Problem statement ▸ Below are several records. Retype exactly those lines running from the one with "(2*length) + start" through the one with "f[j] = barrett_reduce(montgomery_reduce(sum", end lines included, and no others.

Dataset ▸
//! The Number-Theoretic Transform over `Z_q[x]/(x^256+1)`.
//!
//! Unlike a Kyber-style NTT, which stops at 128 two-coefficient blocks and finishes each pair off
//! with a degree-one `BaseCaseMultiply`, this transform runs all the way down to block length 1:
//! `polyvec_pointwise_acc` in the reference source multiplies NTT-domain polynomials with a plain
//! per-coefficient product, which is only consistent with a transform that is complete at every
//! coefficient. The twiddle factors are powers of `PSI`, a primitive 512th root of unity (`PSI^2`
//! is the usual primitive 256th root); the extra factor of two in the root order is what lets the
//! transform reach block length 1 instead of 2.

use crate::reduce::{barrett_reduce, montgomery_reduce, R2};
use crate::Q;

/// Primitive 512th root of unity mod `Q`.
const PSI: u32 = 7146;

/// `PSI^{-1} mod Q`.
const PSI_INV: u32 = 7480;

/// `2^18`, matching `reduce::montgomery_reduce`'s radix. Re-stated locally since that module's
/// own `R_LOG2` is private and the zeta tables need it to promote plain powers into Montgomery form.
const R_MONT: u64 = 1 << 18;

/// `2^{-1} mod Q`, pre-promoted into Montgomery form. Each inverse-transform layer halves its
/// butterfly outputs; accumulating that across all 8 layers produces the overall `256^{-1}`
/// scaling factor that a full-depth inverse transform needs.
const INV2_MONT: i16 = ((3841u64 * R_MONT) % (Q as u64)) as i16;

/// Builds a bit-reversal-indexed table of `root^i mod Q`, pre-promoted into Montgomery form so
/// that a single `montgomery_reduce` in the butterfly loop is all a layer needs.
#[must_use]
const fn gen_zeta_table(root: u32) -> [i16; 256] {
    let mut result = [0i16; 256];
    let mut x = 1u64;
    let mut i = 0usize;
    while i < 256 {
        let idx = (i as u8).reverse_bits() as usize;
        result[idx] = ((x * R_MONT) % (Q as u64)) as i16;
        x = (x * root as u64) % (Q as u64);
        i += 1;
    }
    result
}

/// `PSI^{BitRev8(i)} mod Q`, Montgomery form. Indexed by the running layer/start counter `k`
/// described in `ntt` below, not by `i` directly.
static ZETAS: [i16; 256] = gen_zeta_table(PSI);

/// `PSI^{-BitRev8(i)} mod Q`, Montgomery form, for the inverse transform.
static ZETAS_INV: [i16; 256] = gen_zeta_table(PSI_INV);

/// The eight layer widths a complete 256-point transform passes through, largest first.
const LENGTHS: [usize; 8] = [128, 64, 32, 16, 8, 4, 2, 1];

/// Computes the NTT representation of `f` in place.
///
/// At each layer, `k` is re-derived from the layer width and block start rather than carried as a
/// running counter, so a layer can be entered at any `start` independent of the others: `k = N /
/// (2*length) + start / (2*length)`.
pub(crate) fn ntt(f: &mut [i16; 256]) {
    let n = f.len();
    for &length in &LENGTHS {
        let mut start = 0;
        while start < n {
            let k = n / (2 * length) + start / (2 * length);
            let zeta = ZETAS[k];
            for j in start..start + length {
                let t = montgomery_reduce(i32::from(zeta) * i32::from(f[j + length]));
                let a = f[j] + t;
                let b = f[j] - t;
                f[j] = barrett_reduce(a);
                f[j + length] = barrett_reduce(b);
            }
            start += 2 * length;
        }
    }
}

/// Computes the inverse NTT of `f_hat` in place.
///
/// Each layer halves its two butterfly outputs (via `INV2_MONT`) before the zeta multiply on the
/// second half, rather than deferring a single `N^{-1}` scaling to the very end: a full-depth
/// transform's last layer has nothing left to average, so the scaling has to happen layer by
/// layer as each pair collapses.
pub(crate) fn inv_ntt(f: &mut [i16; 256]) {
    let n = f.len();
    for &length in LENGTHS.iter().rev() {
        let mut start = 0;
        while start < n {
            let k = n / (2 * length) + start / (2 * length);
            let zeta_inv = ZETAS_INV[k];
            for j in start..start + length {
                let a = i32::from(f[j]);
                let b = i32::from(f[j + length]);
                let sum = a + b;
                let diff = a - b;
                f[j] = barrett_reduce(montgomery_reduce(sum * i32::from(INV2_MONT)));
                let halved_diff = barrett_reduce(montgomery_reduce(diff * i32::from(INV2_MONT)));
                f[j + length] =
                    barrett_reduce(montgomery_reduce(i32::from(halved_diff) * i32::from(zeta_inv)));
            }
            start += 2 * length;
        }
    }
}

/// Multiplies two NTT-domain polynomials coefficientwise, the way `polyvec_pointwise_acc`
/// multiplies a row of `A_hat` against `s_hat`: `g_hat`'s operand is promoted through the extra
/// Montgomery factor `R2` first, so the single subsequent `montgomery_reduce` lands on a
/// plain-domain product rather than one still scaled by `R^{-1}`.
#[must_use]
pub(crate) fn pointwise_multiply(f_hat: &[i16; 256], g_hat: &[i16; 256]) -> [i16; 256] {
    let mut h_hat = [0i16; 256];
    for i in 0..256 {
        let promoted = montgomery_reduce(R2 * i32::from(g_hat[i]));
        h_hat[i] = barrett_reduce(montgomery_reduce(i32::from(f_hat[i]) * i32::from(promoted)));
    }
    h_hat
}

/// Accumulates `f_hat ⊙ g_hat` into `acc`. Used by the matrix/vector pointwise-accumulate step so
/// a `K`-term dot product only pays one pass over each polynomial.
pub(crate) fn pointwise_multiply_acc(acc: &mut [i16; 256], f_hat: &[i16; 256], g_hat: &[i16; 256]) {
    let product = pointwise_multiply(f_hat, g_hat);
    for i in 0..256 {
        acc[i] = barrett_reduce(acc[i] + product[i]);
    }
}

#[cfg(test)]
mod tests {
    use super::{gen_zeta_table, inv_ntt, ntt, pointwise_multiply, INV2_MONT, PSI, PSI_INV};
    use crate::reduce::freeze;
    use crate::Q;

    #[test]
    fn test_zeta_table_values() {
        let zt = gen_zeta_table(PSI);
        assert_eq!(zt[0], 990); // PSI^0 = 1, Montgomery form of 1 is MONT = 990
        assert_eq!(zt[1], 254);
        assert_eq!(zt[4], 6586);
        let zti = gen_zeta_table(PSI_INV);
        assert_eq!(zti[1], 7427);
        assert_eq!(INV2_MONT, 495);
    }

    fn canonical(f: &[i16; 256]) -> [i16; 256] { core::array::from_fn(|i| freeze(f[i])) }

    #[test]
    fn test_ntt_roundtrip() {
        let mut f = [0i16; 256];
        for (i, c) in f.iter_mut().enumerate() {
            *c = ((i * 37 + 11) % Q as usize) as i16;
        }
        let original = canonical(&f);
        ntt(&mut f);
        inv_ntt(&mut f);
        assert_eq!(canonical(&f), original);
    }

    #[test]
    fn test_ntt_roundtrip_sparse() {
        let mut f = [0i16; 256];
        f[0] = 1;
        let original = canonical(&f);
        ntt(&mut f);
        inv_ntt(&mut f);
        assert_eq!(canonical(&f), original);
    }

    #[test]
    fn test_pointwise_multiply_matches_schoolbook() {
        let mut a = [0i16; 256];
        let mut b = [0i16; 256];
        for i in 0..256 {
            a[i] = ((i * 3 + 1) % Q as usize) as i16;
            b[i] = ((i * 5 + 2) % Q as usize) as i16;
        }
        let a_plain = canonical(&a);
        let b_plain = canonical(&b);

        // schoolbook product mod (x^256 + 1), reduced to [0, Q)
        let mut expect = [0i64; 256];
        for i in 0..256 {
            for j in 0..256 {
                let k = i + j;
                let v = i64::from(a_plain[i]) * i64::from(b_plain[j]);
                if k < 256 {
                    expect[k] += v;
                } else {
                    expect[k - 256] -= v;
                }
            }
        }
        let expect: [i16; 256] =
            core::array::from_fn(|i| freeze(expect[i].rem_euclid(i64::from(Q)) as i16));

        ntt(&mut a);
        ntt(&mut b);
        let mut c_hat = pointwise_multiply(&a, &b);
        inv_ntt(&mut c_hat);
        assert_eq!(canonical(&c_hat), expect);
    }
}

Answer to this problem ▸
/// (2*length) + start / (2*length)`.
pub(crate) fn ntt(f: &mut [i16; 256]) {
    let n = f.len();
    for &length in &LENGTHS {
        let mut start = 0;
        while start < n {
            let k = n / (2 * length) + start / (2 * length);
            let zeta = ZETAS[k];
            for j in start..start + length {
                let t = montgomery_reduce(i32::from(zeta) * i32::from(f[j + length]));
                let a = f[j] + t;
                let b = f[j] - t;
                f[j] = barrett_reduce(a);
                f[j + length] = barrett_reduce(b);
            }
            start += 2 * length;
        }
    }
}

/// Computes the inverse NTT of `f_hat` in place.
///
/// Each layer halves its two butterfly outputs (via `INV2_MONT`) before the zeta multiply on the
/// second half, rather than deferring a single `N^{-1}` scaling to the very end: a full-depth
/// transform's last layer has nothing left to average, so the scaling has to happen layer by
/// layer as each pair collapses.
pub(crate) fn inv_ntt(f: &mut [i16; 256]) {
    let n = f.len();
    for &length in LENGTHS.iter().rev() {
        let mut start = 0;
        while start < n {
            let k = n / (2 * length) + start / (2 * length);
            let zeta_inv = ZETAS_INV[k];
            for j in start..start + length {
                let a = i32::from(f[j]);
                let b = i32::from(f[j + length]);
                let sum = a + b;
                let diff = a - b;
                f[j] = barrett_reduce(montgomery_reduce(sum * i32::from(INV2_MONT)));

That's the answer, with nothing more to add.